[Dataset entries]
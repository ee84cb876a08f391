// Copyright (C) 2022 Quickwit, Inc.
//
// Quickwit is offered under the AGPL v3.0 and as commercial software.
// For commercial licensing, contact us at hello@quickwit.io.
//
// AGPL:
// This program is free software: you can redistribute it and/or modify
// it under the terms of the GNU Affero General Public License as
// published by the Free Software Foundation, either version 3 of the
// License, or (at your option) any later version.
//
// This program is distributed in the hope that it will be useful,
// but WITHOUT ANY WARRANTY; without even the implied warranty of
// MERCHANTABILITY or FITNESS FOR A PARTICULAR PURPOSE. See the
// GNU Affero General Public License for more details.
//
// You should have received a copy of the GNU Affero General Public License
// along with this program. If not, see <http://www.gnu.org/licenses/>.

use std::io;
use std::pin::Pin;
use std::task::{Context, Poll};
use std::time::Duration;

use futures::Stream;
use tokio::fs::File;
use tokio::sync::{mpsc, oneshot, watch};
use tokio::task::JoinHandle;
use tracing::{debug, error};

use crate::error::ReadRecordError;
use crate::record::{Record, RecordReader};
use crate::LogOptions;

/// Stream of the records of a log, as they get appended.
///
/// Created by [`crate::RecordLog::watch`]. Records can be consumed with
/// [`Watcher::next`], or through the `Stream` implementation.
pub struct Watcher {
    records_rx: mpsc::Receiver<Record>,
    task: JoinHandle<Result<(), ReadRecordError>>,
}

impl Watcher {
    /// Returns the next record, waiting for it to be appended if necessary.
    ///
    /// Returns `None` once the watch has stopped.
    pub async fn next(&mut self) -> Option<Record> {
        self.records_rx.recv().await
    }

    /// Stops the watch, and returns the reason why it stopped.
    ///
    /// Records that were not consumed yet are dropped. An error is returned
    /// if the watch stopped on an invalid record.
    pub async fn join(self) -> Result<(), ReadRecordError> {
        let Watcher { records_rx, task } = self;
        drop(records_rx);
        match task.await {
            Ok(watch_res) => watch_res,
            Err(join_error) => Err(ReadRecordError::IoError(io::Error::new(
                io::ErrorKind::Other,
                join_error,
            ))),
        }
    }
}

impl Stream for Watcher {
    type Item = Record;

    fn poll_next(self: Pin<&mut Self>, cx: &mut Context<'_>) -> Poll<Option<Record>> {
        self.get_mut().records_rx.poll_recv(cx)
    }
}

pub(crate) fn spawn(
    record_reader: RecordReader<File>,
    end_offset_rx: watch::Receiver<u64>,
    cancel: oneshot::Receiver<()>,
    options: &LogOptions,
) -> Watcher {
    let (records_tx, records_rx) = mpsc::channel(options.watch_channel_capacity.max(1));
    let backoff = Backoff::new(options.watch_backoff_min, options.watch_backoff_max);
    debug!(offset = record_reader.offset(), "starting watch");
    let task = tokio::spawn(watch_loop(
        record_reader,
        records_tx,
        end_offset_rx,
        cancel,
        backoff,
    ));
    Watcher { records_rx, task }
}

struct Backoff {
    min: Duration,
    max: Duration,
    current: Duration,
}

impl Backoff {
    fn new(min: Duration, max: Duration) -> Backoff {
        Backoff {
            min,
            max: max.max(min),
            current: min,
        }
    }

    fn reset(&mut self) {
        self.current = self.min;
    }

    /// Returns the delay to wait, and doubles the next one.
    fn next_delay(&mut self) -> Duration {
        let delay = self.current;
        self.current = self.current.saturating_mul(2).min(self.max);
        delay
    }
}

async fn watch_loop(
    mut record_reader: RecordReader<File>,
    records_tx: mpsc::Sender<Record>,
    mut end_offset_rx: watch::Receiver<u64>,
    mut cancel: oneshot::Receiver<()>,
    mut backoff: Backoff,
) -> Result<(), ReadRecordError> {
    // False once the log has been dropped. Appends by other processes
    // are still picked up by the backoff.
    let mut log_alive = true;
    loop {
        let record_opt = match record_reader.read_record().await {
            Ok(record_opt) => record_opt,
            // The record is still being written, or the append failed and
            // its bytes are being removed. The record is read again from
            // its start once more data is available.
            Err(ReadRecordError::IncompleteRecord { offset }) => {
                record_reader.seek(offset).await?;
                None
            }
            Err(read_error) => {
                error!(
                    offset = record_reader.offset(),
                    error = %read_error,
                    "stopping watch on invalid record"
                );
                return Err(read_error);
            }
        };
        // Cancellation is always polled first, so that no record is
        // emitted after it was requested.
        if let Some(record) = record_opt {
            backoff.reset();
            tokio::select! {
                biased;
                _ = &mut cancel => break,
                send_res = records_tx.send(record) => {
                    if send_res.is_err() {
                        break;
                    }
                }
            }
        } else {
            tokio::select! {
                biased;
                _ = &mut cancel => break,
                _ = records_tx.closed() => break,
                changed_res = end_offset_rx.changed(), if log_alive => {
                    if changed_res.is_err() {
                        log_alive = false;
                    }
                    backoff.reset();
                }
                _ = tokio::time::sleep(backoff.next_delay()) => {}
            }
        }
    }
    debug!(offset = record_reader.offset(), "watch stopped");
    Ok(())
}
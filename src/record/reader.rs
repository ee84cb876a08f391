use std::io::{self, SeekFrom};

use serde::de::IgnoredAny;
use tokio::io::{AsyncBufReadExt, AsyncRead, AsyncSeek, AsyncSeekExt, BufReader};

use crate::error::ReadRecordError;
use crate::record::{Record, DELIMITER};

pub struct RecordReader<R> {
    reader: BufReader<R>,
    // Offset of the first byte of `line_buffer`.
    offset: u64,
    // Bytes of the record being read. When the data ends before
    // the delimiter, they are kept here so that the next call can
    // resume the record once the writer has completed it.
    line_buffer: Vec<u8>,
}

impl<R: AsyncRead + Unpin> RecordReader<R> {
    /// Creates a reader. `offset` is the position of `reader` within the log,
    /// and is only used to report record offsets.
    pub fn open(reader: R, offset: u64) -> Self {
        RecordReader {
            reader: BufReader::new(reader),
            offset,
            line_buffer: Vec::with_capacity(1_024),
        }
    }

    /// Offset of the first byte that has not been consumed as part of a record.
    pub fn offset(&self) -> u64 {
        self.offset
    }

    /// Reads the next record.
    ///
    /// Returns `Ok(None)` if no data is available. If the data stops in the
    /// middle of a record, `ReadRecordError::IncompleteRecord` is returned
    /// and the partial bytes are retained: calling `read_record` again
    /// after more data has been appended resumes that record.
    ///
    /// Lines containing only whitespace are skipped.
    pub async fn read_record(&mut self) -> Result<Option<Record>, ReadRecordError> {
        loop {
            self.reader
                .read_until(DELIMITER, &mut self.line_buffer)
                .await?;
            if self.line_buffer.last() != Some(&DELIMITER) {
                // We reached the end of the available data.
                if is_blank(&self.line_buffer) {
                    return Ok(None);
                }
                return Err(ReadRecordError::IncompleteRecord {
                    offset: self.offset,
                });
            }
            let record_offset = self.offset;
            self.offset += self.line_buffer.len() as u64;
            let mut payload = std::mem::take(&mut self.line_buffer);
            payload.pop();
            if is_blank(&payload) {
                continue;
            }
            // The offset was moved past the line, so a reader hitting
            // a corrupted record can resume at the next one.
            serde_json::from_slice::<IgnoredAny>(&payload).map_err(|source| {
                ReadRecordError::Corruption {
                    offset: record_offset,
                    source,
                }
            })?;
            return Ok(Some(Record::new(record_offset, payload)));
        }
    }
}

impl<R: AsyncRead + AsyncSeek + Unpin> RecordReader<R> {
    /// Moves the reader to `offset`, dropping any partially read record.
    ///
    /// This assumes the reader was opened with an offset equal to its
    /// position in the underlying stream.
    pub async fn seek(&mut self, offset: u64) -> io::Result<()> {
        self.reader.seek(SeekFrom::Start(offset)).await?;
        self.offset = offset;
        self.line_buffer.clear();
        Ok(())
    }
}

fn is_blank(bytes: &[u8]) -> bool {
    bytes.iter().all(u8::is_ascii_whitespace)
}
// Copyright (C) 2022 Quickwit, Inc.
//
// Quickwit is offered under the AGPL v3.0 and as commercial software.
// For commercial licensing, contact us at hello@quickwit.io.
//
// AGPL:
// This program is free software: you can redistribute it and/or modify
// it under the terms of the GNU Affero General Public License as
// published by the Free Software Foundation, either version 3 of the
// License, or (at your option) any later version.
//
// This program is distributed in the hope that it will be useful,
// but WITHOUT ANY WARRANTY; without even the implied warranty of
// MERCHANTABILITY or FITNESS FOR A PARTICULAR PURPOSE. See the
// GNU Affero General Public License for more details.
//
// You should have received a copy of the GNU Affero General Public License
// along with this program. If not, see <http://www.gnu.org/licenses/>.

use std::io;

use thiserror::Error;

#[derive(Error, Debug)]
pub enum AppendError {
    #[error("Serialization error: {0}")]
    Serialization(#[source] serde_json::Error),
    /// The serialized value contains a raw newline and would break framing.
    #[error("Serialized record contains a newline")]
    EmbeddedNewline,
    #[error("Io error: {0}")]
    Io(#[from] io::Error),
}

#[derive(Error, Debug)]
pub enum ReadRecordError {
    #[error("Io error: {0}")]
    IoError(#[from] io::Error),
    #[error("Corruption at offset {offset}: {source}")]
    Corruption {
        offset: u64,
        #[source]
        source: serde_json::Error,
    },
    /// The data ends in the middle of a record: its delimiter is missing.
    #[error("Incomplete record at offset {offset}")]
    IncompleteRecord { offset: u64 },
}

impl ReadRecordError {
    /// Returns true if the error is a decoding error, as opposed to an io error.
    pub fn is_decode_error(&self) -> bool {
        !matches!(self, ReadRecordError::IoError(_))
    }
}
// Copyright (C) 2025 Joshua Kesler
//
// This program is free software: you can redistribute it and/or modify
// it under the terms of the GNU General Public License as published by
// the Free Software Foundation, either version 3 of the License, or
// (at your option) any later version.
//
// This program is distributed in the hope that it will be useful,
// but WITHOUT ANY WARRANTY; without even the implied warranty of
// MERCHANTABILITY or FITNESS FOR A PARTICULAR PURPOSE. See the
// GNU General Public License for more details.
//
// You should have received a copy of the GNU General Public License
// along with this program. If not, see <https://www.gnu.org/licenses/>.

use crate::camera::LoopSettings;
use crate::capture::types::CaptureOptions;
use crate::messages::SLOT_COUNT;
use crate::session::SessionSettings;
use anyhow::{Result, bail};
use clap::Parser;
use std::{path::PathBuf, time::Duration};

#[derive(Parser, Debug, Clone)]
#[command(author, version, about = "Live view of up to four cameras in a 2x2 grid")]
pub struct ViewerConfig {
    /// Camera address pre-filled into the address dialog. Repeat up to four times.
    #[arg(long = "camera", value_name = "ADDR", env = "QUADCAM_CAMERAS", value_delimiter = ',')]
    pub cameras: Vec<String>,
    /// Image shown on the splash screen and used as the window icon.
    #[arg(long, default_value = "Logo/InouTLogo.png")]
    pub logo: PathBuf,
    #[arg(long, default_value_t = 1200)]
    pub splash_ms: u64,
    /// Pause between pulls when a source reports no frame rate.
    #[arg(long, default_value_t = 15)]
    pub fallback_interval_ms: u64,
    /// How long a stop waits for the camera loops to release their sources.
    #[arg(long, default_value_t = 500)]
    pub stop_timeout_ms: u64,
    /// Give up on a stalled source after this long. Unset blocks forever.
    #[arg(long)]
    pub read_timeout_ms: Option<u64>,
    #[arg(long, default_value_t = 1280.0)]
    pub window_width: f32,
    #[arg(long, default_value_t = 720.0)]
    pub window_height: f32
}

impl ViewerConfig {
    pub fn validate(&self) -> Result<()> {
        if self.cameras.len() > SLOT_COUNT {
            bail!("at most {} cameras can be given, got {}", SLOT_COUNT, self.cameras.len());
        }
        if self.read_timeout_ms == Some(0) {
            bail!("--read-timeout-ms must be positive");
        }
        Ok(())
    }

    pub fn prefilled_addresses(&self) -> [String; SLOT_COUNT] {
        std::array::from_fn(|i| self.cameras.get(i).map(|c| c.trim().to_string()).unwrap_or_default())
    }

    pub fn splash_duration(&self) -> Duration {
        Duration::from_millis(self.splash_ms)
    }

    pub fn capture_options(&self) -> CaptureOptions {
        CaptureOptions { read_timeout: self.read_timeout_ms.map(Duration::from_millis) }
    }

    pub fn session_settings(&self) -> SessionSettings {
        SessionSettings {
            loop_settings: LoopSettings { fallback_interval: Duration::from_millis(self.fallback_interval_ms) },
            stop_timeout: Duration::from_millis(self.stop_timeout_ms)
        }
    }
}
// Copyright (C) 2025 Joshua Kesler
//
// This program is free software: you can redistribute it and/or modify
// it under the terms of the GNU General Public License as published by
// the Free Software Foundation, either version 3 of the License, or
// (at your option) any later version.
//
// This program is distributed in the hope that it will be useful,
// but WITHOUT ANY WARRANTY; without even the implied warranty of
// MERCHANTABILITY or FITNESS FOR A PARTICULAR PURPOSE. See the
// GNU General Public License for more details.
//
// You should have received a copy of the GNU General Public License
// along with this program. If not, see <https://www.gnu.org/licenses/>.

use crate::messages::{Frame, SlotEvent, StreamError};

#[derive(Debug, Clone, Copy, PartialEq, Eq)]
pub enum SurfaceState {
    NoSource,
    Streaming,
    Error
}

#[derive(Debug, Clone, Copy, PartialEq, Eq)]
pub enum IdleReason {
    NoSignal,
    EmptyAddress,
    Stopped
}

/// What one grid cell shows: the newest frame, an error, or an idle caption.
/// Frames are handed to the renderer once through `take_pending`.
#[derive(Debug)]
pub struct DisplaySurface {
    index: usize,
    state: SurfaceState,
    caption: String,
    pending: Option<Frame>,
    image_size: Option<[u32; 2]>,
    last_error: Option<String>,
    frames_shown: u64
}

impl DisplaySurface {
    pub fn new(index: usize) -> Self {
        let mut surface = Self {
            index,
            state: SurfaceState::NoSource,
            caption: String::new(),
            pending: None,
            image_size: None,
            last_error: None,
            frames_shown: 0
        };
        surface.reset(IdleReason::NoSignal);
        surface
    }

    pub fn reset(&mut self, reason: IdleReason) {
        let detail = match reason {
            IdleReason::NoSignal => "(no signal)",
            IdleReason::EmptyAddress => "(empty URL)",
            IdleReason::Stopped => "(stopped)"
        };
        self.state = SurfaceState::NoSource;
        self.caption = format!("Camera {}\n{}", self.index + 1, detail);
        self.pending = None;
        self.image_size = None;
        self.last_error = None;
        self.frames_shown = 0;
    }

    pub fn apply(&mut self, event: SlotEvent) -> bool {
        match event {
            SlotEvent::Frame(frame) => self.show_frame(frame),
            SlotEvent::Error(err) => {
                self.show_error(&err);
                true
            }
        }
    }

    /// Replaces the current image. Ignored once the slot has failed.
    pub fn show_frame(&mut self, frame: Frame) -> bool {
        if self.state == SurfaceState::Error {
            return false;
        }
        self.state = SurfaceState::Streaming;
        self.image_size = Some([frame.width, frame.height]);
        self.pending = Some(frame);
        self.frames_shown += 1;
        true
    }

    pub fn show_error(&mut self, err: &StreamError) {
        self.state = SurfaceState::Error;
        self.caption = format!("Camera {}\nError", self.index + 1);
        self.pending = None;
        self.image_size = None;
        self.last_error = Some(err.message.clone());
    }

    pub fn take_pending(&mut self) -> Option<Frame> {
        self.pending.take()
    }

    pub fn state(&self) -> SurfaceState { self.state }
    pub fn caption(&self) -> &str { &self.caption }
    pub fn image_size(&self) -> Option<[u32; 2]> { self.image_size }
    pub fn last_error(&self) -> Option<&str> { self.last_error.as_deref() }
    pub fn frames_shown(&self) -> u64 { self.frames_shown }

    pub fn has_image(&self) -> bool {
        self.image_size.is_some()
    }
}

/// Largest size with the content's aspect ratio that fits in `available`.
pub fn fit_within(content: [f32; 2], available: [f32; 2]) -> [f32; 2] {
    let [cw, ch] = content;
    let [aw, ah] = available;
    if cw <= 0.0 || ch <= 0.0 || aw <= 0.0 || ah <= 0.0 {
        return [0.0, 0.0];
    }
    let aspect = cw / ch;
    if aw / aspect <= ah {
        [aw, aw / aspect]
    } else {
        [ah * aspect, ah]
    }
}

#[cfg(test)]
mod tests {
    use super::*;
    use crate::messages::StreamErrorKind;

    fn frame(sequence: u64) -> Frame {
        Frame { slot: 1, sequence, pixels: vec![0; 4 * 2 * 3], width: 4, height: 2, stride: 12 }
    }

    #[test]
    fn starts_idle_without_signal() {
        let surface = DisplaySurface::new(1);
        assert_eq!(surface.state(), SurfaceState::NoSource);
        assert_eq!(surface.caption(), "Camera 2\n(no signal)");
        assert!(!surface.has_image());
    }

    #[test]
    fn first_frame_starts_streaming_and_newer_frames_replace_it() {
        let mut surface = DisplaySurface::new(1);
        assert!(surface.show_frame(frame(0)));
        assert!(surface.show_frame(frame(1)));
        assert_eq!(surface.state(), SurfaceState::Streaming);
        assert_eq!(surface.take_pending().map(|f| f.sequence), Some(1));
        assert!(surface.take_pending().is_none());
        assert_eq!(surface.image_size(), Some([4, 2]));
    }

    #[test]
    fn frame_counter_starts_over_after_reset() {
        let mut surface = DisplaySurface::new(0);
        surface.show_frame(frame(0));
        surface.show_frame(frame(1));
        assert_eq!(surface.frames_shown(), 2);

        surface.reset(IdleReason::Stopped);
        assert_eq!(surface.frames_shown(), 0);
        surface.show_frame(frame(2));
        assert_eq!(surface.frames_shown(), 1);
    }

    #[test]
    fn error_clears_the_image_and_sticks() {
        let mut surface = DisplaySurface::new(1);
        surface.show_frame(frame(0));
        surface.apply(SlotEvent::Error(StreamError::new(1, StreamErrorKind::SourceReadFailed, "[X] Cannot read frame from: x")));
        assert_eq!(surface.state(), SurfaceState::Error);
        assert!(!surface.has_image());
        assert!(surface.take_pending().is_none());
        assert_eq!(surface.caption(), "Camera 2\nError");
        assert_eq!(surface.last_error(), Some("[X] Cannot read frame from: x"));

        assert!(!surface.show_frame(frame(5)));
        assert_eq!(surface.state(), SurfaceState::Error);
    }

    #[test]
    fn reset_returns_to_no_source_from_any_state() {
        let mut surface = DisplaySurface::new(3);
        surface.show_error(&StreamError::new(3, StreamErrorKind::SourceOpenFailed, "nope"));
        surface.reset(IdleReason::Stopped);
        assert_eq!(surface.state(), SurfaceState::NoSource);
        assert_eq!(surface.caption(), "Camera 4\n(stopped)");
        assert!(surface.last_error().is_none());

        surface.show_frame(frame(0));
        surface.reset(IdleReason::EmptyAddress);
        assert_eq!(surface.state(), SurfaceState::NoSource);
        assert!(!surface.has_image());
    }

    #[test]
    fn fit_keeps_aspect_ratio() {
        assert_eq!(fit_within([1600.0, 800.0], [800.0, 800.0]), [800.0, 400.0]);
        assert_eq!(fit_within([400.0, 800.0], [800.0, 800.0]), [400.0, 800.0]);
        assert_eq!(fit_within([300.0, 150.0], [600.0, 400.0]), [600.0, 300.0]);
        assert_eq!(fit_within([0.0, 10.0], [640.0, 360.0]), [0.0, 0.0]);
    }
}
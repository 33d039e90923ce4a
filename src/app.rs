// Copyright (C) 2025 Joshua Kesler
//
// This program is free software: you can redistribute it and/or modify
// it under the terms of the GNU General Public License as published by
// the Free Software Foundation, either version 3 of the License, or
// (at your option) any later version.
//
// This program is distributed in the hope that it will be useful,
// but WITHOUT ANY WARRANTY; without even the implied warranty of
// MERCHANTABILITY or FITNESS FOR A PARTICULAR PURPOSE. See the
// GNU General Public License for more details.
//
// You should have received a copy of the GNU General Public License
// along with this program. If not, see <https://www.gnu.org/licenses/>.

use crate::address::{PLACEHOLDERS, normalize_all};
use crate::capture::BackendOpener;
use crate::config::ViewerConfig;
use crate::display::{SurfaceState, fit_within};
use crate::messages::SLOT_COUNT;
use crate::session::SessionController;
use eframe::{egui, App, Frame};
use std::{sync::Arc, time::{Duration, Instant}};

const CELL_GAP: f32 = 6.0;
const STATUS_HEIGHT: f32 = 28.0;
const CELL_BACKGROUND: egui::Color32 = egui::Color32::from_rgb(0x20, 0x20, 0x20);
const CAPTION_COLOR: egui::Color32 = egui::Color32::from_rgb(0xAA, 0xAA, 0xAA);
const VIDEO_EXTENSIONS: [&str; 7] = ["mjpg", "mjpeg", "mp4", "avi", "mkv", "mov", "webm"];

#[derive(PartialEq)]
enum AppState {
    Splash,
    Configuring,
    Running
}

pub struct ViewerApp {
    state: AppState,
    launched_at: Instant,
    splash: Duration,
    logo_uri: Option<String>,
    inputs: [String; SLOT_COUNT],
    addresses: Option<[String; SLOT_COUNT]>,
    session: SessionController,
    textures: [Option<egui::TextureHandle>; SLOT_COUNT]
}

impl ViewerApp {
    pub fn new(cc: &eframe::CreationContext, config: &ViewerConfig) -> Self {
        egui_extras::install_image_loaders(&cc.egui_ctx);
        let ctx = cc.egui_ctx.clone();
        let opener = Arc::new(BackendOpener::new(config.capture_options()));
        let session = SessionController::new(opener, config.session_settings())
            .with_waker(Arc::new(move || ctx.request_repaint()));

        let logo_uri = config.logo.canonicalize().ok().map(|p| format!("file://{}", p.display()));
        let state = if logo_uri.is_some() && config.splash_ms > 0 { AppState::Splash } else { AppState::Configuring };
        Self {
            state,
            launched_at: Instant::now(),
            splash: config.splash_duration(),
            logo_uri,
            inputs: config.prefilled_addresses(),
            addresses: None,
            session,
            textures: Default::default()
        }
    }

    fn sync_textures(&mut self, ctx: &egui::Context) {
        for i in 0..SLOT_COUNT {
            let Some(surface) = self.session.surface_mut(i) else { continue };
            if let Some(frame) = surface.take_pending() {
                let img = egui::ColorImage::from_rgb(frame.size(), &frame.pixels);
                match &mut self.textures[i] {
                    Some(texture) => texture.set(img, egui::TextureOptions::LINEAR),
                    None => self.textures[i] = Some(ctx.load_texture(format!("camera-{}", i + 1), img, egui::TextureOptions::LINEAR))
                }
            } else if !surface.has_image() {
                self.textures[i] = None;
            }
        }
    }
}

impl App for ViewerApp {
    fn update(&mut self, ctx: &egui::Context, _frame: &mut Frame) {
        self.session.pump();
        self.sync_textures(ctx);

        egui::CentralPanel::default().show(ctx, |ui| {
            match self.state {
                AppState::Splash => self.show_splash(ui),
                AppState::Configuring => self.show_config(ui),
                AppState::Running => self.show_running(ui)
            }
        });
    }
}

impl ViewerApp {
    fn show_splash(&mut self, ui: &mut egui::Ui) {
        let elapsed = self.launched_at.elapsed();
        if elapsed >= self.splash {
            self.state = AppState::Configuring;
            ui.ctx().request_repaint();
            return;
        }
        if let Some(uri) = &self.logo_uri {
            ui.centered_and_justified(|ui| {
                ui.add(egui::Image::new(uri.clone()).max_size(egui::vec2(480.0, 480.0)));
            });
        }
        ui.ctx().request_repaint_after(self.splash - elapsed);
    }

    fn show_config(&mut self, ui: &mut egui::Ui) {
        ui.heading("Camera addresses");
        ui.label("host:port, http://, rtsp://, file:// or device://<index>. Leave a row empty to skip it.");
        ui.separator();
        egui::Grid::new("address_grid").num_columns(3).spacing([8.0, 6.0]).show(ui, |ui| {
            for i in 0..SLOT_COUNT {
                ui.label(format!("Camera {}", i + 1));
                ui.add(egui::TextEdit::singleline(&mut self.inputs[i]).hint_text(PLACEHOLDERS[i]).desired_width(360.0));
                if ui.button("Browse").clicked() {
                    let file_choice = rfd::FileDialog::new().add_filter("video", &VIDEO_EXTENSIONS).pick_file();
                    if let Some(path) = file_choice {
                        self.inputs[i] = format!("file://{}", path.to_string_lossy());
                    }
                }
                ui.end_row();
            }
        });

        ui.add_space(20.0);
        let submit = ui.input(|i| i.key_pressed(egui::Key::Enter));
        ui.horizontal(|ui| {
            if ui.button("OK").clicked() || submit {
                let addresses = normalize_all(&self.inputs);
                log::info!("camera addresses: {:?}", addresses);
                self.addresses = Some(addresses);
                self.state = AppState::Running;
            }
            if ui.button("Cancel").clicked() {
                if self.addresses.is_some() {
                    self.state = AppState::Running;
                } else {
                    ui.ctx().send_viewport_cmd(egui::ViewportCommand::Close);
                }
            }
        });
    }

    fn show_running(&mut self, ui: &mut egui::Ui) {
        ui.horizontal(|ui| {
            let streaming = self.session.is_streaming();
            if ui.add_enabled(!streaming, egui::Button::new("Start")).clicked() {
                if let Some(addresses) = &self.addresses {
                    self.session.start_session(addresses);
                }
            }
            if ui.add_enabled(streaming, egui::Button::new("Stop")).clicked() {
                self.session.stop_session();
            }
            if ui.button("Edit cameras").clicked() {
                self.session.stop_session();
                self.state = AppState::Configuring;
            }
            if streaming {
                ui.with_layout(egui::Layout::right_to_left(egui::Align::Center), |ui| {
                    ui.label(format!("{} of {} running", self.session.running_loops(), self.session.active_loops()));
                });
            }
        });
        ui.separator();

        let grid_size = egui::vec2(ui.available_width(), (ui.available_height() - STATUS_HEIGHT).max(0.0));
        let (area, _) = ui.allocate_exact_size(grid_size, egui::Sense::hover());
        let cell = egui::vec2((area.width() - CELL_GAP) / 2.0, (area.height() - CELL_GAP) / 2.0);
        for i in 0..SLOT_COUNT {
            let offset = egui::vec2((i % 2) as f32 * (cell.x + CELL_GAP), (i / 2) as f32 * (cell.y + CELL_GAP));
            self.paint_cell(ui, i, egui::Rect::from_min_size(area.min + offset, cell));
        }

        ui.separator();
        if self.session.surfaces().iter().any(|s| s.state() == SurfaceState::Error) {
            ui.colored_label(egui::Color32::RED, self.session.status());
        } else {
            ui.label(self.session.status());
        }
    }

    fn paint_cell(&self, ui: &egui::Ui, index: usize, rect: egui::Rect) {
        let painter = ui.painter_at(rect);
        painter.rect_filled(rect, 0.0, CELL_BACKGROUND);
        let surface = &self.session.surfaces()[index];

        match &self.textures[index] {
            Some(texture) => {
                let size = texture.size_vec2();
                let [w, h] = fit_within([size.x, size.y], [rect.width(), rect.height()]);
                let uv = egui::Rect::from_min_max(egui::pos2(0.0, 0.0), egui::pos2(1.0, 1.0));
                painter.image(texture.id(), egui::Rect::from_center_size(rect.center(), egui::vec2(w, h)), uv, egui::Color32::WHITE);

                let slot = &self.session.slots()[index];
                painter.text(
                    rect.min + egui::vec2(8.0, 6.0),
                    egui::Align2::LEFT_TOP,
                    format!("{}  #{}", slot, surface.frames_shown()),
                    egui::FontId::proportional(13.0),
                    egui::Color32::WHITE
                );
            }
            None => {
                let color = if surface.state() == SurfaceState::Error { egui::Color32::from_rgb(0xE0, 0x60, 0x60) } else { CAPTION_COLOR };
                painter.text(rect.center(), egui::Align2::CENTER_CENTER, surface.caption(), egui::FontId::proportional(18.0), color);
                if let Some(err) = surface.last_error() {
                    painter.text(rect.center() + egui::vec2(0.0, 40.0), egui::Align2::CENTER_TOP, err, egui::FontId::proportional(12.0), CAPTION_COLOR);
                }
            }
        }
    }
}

#### Work to complete
Looking at the data above, state how many of its lines contain the word "IncompleteRecord", and give nothing but that number.

#### Result
4